Note that \(\log _{a} M=\log _{a} N \not=\log _{a}(M-N)\).
We use this property to write the log of a quotient as a difference of the logs of each factor.
Use the Quotient Property of Logarithms to write each logarithm as a difference of logarithms. Simplify, if possible.
- \(\log _{5} \frac{5}{7}\)
- \(\log \frac{x}{100}\)
Solution:
a.
\(\log _{5} \frac{5}{7}\)
Use the Quotient Property, \(\log _{a} \frac{M}{N}=\log _{a} M-\log _{a} N\).
\(\log _{5} 5-\log _{5} 7\)
Simplify.
\(1-\log _{5} 7\)
\(\log _{5} \frac{5}{7}=1-\log _{5} 7\)
b.
\(\log \frac{x}{100}\)
Use the Quotient Property, \(\log _{a} \frac{M}{N}=\log _{a} M-\log _{a} N\).
\(\log x-\log 100\)
Simplify.
\(\log x-2\)
\(\log \frac{x}{100}=\log x-2\)
Use the Quotient Property of Logarithms to write each logarithm as a difference of logarithms. Simplify, if possible.
- \(\log _{4} \frac{3}{4}\)
- \(\log \frac{x}{1000}\)
- Answer
-
- \(\log _{4} 3-1\)
- \(\log x-3\)
Use the Quotient Property of Logarithms to write each logarithm as a difference of logarithms. Simplify, if possible.

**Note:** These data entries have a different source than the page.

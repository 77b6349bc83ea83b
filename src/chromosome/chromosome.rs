//! Chromosome type
//!
//! A chromosome is an immutable allele sequence plus a lazily computed,
//! memoized fitness value.

use std::cmp::Ordering;
use std::fmt;
use std::sync::{Arc, OnceLock};

use rand::Rng;

use crate::chromosome::traits::Encoding;
use crate::error::{GeneticError, GeneticResult};
use crate::fitness::traits::FitnessFunction;

/// Fitness function shared by every chromosome of a run
pub type SharedFitness<E> = Arc<dyn FitnessFunction<E>>;

/// A candidate solution
///
/// The representation never changes after construction, so the fitness is
/// computed at most once per instance. Cloning carries the cached value along,
/// which is what lets elites move between generations without re-evaluation.
#[derive(Clone)]
pub struct Chromosome<E: Encoding> {
    representation: Vec<E::Allele>,
    encoding: E,
    fitness_function: SharedFitness<E>,
    fitness: OnceLock<f64>,
}

impl<E: Encoding> Chromosome<E> {
    /// Create a chromosome, validating the representation against the encoding
    pub fn new(
        representation: Vec<E::Allele>,
        encoding: E,
        fitness_function: SharedFitness<E>,
    ) -> GeneticResult<Self> {
        if representation.is_empty() {
            return Err(GeneticError::InvalidRepresentation(format!(
                "{} representation must contain at least one allele",
                encoding.name()
            )));
        }
        encoding.validate(&representation)?;

        Ok(Self {
            representation,
            encoding,
            fitness_function,
            fitness: OnceLock::new(),
        })
    }

    /// Create a random chromosome of the given length
    pub fn random<R: Rng>(
        length: usize,
        encoding: E,
        fitness_function: SharedFitness<E>,
        rng: &mut R,
    ) -> GeneticResult<Self> {
        let representation = encoding.random_representation(length, rng);
        Self::new(representation, encoding, fitness_function)
    }

    /// Derive a new chromosome of the same encoding and fitness function
    ///
    /// The new representation must have the same length as this one.
    pub fn new_chromosome(&self, representation: Vec<E::Allele>) -> GeneticResult<Self> {
        if representation.len() != self.len() {
            return Err(GeneticError::InvalidRepresentation(format!(
                "expected {} alleles, got {}",
                self.len(),
                representation.len()
            )));
        }
        Self::new(
            representation,
            self.encoding.clone(),
            Arc::clone(&self.fitness_function),
        )
    }

    /// Get the alleles of this chromosome
    pub fn representation(&self) -> &[E::Allele] {
        &self.representation
    }

    /// Take the alleles out of this chromosome
    pub fn into_representation(self) -> Vec<E::Allele> {
        self.representation
    }

    /// Number of alleles
    pub fn len(&self) -> usize {
        self.representation.len()
    }

    /// Always false: a representation holds at least one allele
    pub fn is_empty(&self) -> bool {
        self.representation.is_empty()
    }

    /// Get the allele at a position
    pub fn get(&self, index: usize) -> Option<&E::Allele> {
        self.representation.get(index)
    }

    /// Get the encoding of this chromosome
    pub fn encoding(&self) -> &E {
        &self.encoding
    }

    /// Get the shared fitness function
    pub fn fitness_function(&self) -> &SharedFitness<E> {
        &self.fitness_function
    }

    /// Fitness of this chromosome, computed on first access
    ///
    /// The fitness function must not query the fitness of the chromosome it
    /// is evaluating.
    pub fn fitness(&self) -> f64 {
        *self
            .fitness
            .get_or_init(|| self.fitness_function.compute(self))
    }

    /// Check if the fitness has already been computed
    pub fn is_evaluated(&self) -> bool {
        self.fitness.get().is_some()
    }

    /// Compare by fitness (higher is better, NaN ranks lowest)
    pub fn compare_fitness(&self, other: &Self) -> Ordering {
        compare_fitness_values(self.fitness(), other.fitness())
    }

    /// Check if this chromosome is strictly fitter than another
    ///
    /// Agrees with `compare_fitness`, so a NaN fitness never wins.
    pub fn is_better_than(&self, other: &Self) -> bool {
        self.compare_fitness(other) == Ordering::Greater
    }

    /// Check if two chromosomes carry the same representation
    pub fn is_same(&self, other: &Self) -> bool {
        self.representation == other.representation
    }
}

/// Order fitness values with NaN below every number
pub(crate) fn compare_fitness_values(a: f64, b: f64) -> Ordering {
    match (a.is_nan(), b.is_nan()) {
        (true, true) => Ordering::Equal,
        (true, false) => Ordering::Less,
        (false, true) => Ordering::Greater,
        (false, false) => a.partial_cmp(&b).unwrap_or(Ordering::Equal),
    }
}

impl<E: Encoding> fmt::Debug for Chromosome<E> {
    fn fmt(&self, f: &mut fmt::Formatter<'_>) -> fmt::Result {
        f.debug_struct("Chromosome")
            .field("encoding", &self.encoding)
            .field("representation", &self.representation)
            .field("fitness", &self.fitness.get())
            .finish()
    }
}

impl<E: Encoding> std::ops::Index<usize> for Chromosome<E> {
    type Output = E::Allele;

    fn index(&self, index: usize) -> &Self::Output {
        &self.representation[index]
    }
}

- \(\log _{2} \frac{5}{4}\)
- \(\log \frac{10}{y}\)
- Answer
-
- \(\log _{2} 5-2\)
- \(1-\log y\)
The third property of logarithms is related to the Power Property of Exponents, \(\left(a^{m}\right)^{n}=a^{m \cdot n}\), we see that to raise a power to a power, we multiply the exponents. The Power Property of Logarithms, \(\log _{a} M^{p}=p \log _{a} M\) tells us to take the log of a number raised to a power, we multiply the power times the log of the number.
Power Property of Logarithms
If \(M>0, \mathrm{a}>0, \mathrm{a} \neq 1\) and \(p\) is any real number then,
\(\log _{a} M^{p}=p \log _{a} M\)
The log of a number raised to a power as the product product of the power times the log of the number.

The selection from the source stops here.